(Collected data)
★ ★ ★ ★ ★ ★ ★

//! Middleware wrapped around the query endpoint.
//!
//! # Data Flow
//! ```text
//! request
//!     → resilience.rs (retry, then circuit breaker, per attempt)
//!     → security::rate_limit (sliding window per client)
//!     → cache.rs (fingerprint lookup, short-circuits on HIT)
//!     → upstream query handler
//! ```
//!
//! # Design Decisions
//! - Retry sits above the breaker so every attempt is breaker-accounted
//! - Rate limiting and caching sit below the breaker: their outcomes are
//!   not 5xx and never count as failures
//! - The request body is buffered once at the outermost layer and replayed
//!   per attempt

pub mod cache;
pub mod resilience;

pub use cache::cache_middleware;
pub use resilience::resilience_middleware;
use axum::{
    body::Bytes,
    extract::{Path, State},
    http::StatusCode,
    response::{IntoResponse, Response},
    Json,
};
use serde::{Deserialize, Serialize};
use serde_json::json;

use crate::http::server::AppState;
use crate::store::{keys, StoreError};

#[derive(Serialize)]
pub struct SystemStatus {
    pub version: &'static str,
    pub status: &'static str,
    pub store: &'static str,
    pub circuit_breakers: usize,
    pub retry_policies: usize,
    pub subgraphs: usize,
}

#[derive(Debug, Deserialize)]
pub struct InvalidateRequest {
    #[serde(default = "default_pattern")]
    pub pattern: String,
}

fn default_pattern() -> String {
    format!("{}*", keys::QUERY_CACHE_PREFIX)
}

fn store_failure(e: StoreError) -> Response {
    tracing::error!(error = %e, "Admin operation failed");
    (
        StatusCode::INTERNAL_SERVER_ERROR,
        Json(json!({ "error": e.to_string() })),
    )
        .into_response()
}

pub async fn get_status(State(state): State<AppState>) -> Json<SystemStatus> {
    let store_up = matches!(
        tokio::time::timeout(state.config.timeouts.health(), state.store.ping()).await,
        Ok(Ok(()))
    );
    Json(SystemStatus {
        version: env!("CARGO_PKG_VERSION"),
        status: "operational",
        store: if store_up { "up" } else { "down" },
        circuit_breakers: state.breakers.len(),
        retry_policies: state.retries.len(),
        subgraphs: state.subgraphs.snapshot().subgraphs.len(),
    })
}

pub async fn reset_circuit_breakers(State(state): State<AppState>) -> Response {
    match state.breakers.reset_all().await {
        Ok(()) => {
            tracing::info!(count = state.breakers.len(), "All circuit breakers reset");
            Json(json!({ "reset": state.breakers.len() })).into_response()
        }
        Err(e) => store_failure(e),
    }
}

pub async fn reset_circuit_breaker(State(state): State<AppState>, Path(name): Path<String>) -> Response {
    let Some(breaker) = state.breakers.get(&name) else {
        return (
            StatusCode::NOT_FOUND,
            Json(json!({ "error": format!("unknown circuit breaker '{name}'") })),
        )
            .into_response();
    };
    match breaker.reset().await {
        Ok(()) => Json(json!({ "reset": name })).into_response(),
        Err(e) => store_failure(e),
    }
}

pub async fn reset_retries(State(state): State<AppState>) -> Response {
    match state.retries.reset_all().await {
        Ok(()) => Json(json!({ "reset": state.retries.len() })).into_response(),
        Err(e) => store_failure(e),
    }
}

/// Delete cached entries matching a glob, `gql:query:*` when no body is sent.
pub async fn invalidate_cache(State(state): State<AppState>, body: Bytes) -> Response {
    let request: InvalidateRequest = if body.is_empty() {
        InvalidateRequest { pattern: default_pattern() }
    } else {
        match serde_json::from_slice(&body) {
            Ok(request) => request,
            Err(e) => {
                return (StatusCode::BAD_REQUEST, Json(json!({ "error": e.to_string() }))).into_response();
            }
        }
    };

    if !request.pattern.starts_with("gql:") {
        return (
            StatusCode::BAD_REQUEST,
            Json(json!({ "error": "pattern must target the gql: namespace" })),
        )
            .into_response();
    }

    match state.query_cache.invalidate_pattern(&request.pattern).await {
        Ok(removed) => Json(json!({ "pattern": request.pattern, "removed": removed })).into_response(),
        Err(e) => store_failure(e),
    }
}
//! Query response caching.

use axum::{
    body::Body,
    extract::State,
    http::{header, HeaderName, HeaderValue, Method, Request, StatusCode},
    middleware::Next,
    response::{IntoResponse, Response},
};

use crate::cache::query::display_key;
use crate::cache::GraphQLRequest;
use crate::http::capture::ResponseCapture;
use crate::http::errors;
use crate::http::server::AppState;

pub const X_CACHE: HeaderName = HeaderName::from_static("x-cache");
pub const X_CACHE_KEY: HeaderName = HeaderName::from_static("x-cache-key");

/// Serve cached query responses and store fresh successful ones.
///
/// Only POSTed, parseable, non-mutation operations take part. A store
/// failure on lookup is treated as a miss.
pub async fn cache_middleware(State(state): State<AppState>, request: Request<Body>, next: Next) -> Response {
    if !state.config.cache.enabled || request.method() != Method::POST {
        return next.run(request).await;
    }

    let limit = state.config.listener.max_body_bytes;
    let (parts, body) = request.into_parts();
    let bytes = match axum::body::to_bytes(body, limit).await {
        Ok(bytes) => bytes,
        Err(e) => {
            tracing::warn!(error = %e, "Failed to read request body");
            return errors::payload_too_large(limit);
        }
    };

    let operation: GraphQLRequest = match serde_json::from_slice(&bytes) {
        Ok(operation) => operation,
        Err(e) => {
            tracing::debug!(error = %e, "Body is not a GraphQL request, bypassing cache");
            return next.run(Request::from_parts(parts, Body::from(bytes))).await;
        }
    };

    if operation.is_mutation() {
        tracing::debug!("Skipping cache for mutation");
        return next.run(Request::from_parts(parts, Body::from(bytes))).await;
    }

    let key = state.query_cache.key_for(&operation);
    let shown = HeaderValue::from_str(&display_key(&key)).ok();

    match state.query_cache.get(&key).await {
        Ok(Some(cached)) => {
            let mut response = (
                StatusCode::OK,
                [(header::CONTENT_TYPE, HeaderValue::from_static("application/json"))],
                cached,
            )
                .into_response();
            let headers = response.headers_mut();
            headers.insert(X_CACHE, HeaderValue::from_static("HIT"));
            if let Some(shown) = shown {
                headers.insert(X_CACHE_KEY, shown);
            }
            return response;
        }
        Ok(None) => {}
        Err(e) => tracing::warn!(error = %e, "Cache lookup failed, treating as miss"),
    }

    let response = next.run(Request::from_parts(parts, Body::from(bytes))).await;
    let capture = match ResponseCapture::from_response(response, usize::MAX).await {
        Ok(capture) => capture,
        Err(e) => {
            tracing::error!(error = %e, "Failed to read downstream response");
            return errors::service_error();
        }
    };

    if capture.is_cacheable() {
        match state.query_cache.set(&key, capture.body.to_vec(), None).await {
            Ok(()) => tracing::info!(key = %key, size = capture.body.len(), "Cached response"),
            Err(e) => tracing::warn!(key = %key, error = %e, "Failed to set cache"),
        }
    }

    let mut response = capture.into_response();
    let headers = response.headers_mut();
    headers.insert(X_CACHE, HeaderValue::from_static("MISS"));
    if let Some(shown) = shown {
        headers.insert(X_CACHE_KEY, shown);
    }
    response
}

★ ★ ★ ★ ★ ★ ★

## REQUIREMENT
Copy every line of the records above that holds the word "async".

## RESULT OF THE TASK
pub async fn get_status(State(state): State<AppState>) -> Json<SystemStatus> {
pub async fn reset_circuit_breakers(State(state): State<AppState>) -> Response {
pub async fn reset_circuit_breaker(State(state): State<AppState>, Path(name): Path<String>) -> Response {
pub async fn reset_retries(State(state): State<AppState>) -> Response {
pub async fn invalidate_cache(State(state): State<AppState>, body: Bytes) -> Response {
pub async fn cache_middleware(State(state): State<AppState>, request: Request<Body>, next: Next) -> Response {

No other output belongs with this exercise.